* [AIM OF THE TASK] This exercise calls for the line with "let _lifecycle = self.lifecycle.lock().await;", the line with "message to the active version.", and all lines between them in the material below, output exactly and with no other lines.

Start of RECORDS FOR THIS TASK

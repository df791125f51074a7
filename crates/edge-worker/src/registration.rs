//! Worker registration: owns the active version and rolls out new ones.

use std::sync::Arc;

use edge_cache::CacheStatus;
use edge_core::{Request, WorkerConfig};
use tokio::sync::{Mutex, RwLock};

use crate::controller::{ClickOutcome, EdgeController, Served};
use crate::error::{WorkerError, WorkerResult};
use crate::notification::Notification;
use crate::platform::Platform;
use crate::push::PushMessage;

/// Dispatches events to the active controller and replaces it on update.
///
/// Updates are serialized. Events read-lock the active slot for their whole
/// duration and activation write-locks it, so activation waits for in-flight
/// events and no event reaches a version that has not finished activating.
pub struct Registration {
    platform: Platform,
    active: RwLock<Option<Arc<EdgeController>>>,
    lifecycle: Mutex<()>,
}

impl Registration {
    pub fn new(platform: Platform) -> Self {
        Self {
            platform,
            active: RwLock::new(None),
            lifecycle: Mutex::new(()),
        }
    }

    pub fn platform(&self) -> &Platform {
        &self.platform
    }

    /// Install and activate a version, replacing the active one.
    ///
    /// If install fails, the previously active version keeps serving.
    pub async fn update(&self, config: WorkerConfig) -> WorkerResult<Arc<EdgeController>> {
        let _lifecycle = self.lifecycle.lock().await;

        let candidate = Arc::new(EdgeController::new(config, self.platform.clone())?);
        if let Err(e) = candidate.install().await {
            let active = self.active_version().await;
            tracing::warn!(
                version = candidate.version(),
                active = ?active,
                error = %e,
                "update rejected, keeping active version"
            );
            return Err(e);
        }

        // Skip waiting: promote as soon as the snapshot is complete.
        let mut active = self.active.write().await;
        candidate.activate().await?;

        if let Some(previous) = active.replace(Arc::clone(&candidate)) {
            previous.retire();
        }
        tracing::info!(version = candidate.version(), "version in control");
        Ok(candidate)
    }

    /// The active controller, if any.
    pub async fn active(&self) -> Option<Arc<EdgeController>> {
        self.active.read().await.clone()
    }

    pub async fn active_version(&self) -> Option<String> {
        self.active
            .read()
            .await
            .as_ref()
            .map(|c| c.version().to_string())
    }

    /// Route a page request. Without an active version the page is
    /// uncontrolled and the request goes straight to the network.
    pub async fn fetch(&self, request: Request) -> WorkerResult<Served> {
        let active = self.active.read().await;
        match active.as_ref() {
            Some(controller) => controller.handle_fetch(request).await,
            None => {
                let response = self.platform.network.fetch(&request).await?;
                Ok(Served::new(response, CacheStatus::Bypass))
            }
        }
    }

    /// Deliver a push message to the active version.
    pub async fn push(&self, message: PushMessage) -> WorkerResult<Notification> {
        let active = self.active.read().await;
        let controller = active.as_ref().ok_or(WorkerError::NoController)?;
        controller.handle_push(message).await
    }

    /// Deliver a notification click to the active version.
    pub async fn notification_click(
        &self,
        notification: &Notification,
    ) -> WorkerResult<ClickOutcome> {
        let active = self.active.read().await;
        let controller = active.as_ref().ok_or(WorkerError::NoController)?;
        controller.handle_notification_click(notification).await
    }
}

impl std::fmt::Debug for Registration {
    fn fmt(&self, f: &mut std::fmt::Formatter<'_>) -> std::fmt::Result {
        f.debug_struct("Registration")
            .field("platform", &self.platform)
            .finish_non_exhaustive()
    }
}
use std::time::Duration;

use anyhow::{Context, Result};

use crate::llm_client::LlmSettings;

const DEFAULT_HF_MODEL: &str = "mistralai/Mistral-7B-Instruct-v0.2";
const DEFAULT_HF_BASE_URL: &str = "https://api-inference.huggingface.co/models";

/// Application configuration loaded from environment variables.
/// Startup fails if required variables are missing.
#[derive(Debug, Clone)]
pub struct Config {
    pub database_url: String,
    /// Absent key disables AI extraction; every parse then uses pattern matching.
    pub hf_api_key: Option<String>,
    pub hf_model: String,
    pub hf_base_url: String,
    pub llm_timeout_secs: u64,
    pub port: u16,
    pub rust_log: String,
}

impl Config {
    pub fn from_env() -> Result<Self> {
        dotenvy::dotenv().ok(); // load .env if present; ignore if missing
        Self::from_lookup(|key| std::env::var(key).ok())
    }

    /// Builds the config from any key lookup. `from_env` passes the process env.
    pub fn from_lookup(lookup: impl Fn(&str) -> Option<String>) -> Result<Self> {
        let require = |key: &str| {
            lookup(key)
                .filter(|v| !v.trim().is_empty())
                .with_context(|| format!("Required environment variable '{key}' is not set"))
        };
        let optional = |key: &str| lookup(key).filter(|v| !v.trim().is_empty());

        Ok(Config {
            database_url: require("DATABASE_URL")?,
            hf_api_key: optional("HF_API_KEY"),
            hf_model: optional("HF_MODEL").unwrap_or_else(|| DEFAULT_HF_MODEL.to_string()),
            hf_base_url: optional("HF_BASE_URL")
                .unwrap_or_else(|| DEFAULT_HF_BASE_URL.to_string()),
            llm_timeout_secs: optional("LLM_TIMEOUT_SECS")
                .unwrap_or_else(|| "30".to_string())
                .parse::<u64>()
                .context("LLM_TIMEOUT_SECS must be a whole number of seconds")?,
            port: optional("PORT")
                .unwrap_or_else(|| "8080".to_string())
                .parse::<u16>()
                .context("PORT must be a valid port number")?,
            rust_log: optional("RUST_LOG").unwrap_or_else(|| "info".to_string()),
        })
    }

    pub fn llm_settings(&self) -> LlmSettings {
        LlmSettings {
            api_key: self.hf_api_key.clone(),
            base_url: self.hf_base_url.clone(),
            model: self.hf_model.clone(),
            timeout: Duration::from_secs(self.llm_timeout_secs),
        }
    }
}
use axum::{
    extract::rejection::JsonRejection,
    http::StatusCode,
    response::{IntoResponse, Response},
    Json,
};
use serde_json::json;
use thiserror::Error;

/// Application-level error type.
/// Implements `IntoResponse` so Axum handlers can return `Result<T, AppError>`.
#[derive(Debug, Error)]
pub enum AppError {
    #[error("Validation error: {0}")]
    Validation(String),

    #[error("Unprocessable entity: {0}")]
    UnprocessableEntity(String),

    #[error("Database error: {0}")]
    Database(#[from] sqlx::Error),

    #[error("Internal server error: {0}")]
    Internal(#[from] anyhow::Error),
}

/// Malformed or missing JSON bodies are the caller's fault: 400, not 422.
impl From<JsonRejection> for AppError {
    fn from(rejection: JsonRejection) -> Self {
        AppError::Validation(rejection.body_text())
    }
}

impl AppError {
    fn parts(&self) -> (StatusCode, &'static str, String) {
        match self {
            AppError::Validation(msg) => (StatusCode::BAD_REQUEST, "VALIDATION_ERROR", msg.clone()),
            AppError::UnprocessableEntity(msg) => (
                StatusCode::UNPROCESSABLE_ENTITY,
                "UNPROCESSABLE_ENTITY",
                msg.clone(),
            ),
            AppError::Database(e) => {
                tracing::error!("Database error: {e}");
                (
                    StatusCode::INTERNAL_SERVER_ERROR,
                    "DATABASE_ERROR",
                    "A database error occurred".to_string(),
                )
            }
            AppError::Internal(e) => {
                tracing::error!("Internal error: {e:?}");
                (
                    StatusCode::INTERNAL_SERVER_ERROR,
                    "INTERNAL_ERROR",
                    "An internal server error occurred".to_string(),
                )
            }
        }
    }
}

impl IntoResponse for AppError {
    fn into_response(self) -> Response {
        let (status, code, message) = self.parts();

        let body = Json(json!({
            "error": message,
            "code": code
        }));

        (status, body).into_response()
    }
}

End of RECORDS FOR THIS TASK

* [ANSWER SPACE]
        let _lifecycle = self.lifecycle.lock().await;

        let candidate = Arc::new(EdgeController::new(config, self.platform.clone())?);
        if let Err(e) = candidate.install().await {
            let active = self.active_version().await;
            tracing::warn!(
                version = candidate.version(),
                active = ?active,
                error = %e,
                "update rejected, keeping active version"
            );
            return Err(e);
        }

        // Skip waiting: promote as soon as the snapshot is complete.
        let mut active = self.active.write().await;
        candidate.activate().await?;

        if let Some(previous) = active.replace(Arc::clone(&candidate)) {
            previous.retire();
        }
        tracing::info!(version = candidate.version(), "version in control");
        Ok(candidate)
    }

    /// The active controller, if any.
    pub async fn active(&self) -> Option<Arc<EdgeController>> {
        self.active.read().await.clone()
    }

    pub async fn active_version(&self) -> Option<String> {
        self.active
            .read()
            .await
            .as_ref()
            .map(|c| c.version().to_string())
    }

    /// Route a page request. Without an active version the page is
    /// uncontrolled and the request goes straight to the network.
    pub async fn fetch(&self, request: Request) -> WorkerResult<Served> {
        let active = self.active.read().await;
        match active.as_ref() {
            Some(controller) => controller.handle_fetch(request).await,
            None => {
                let response = self.platform.network.fetch(&request).await?;
                Ok(Served::new(response, CacheStatus::Bypass))
            }
        }
    }

    /// Deliver a push message to the active version.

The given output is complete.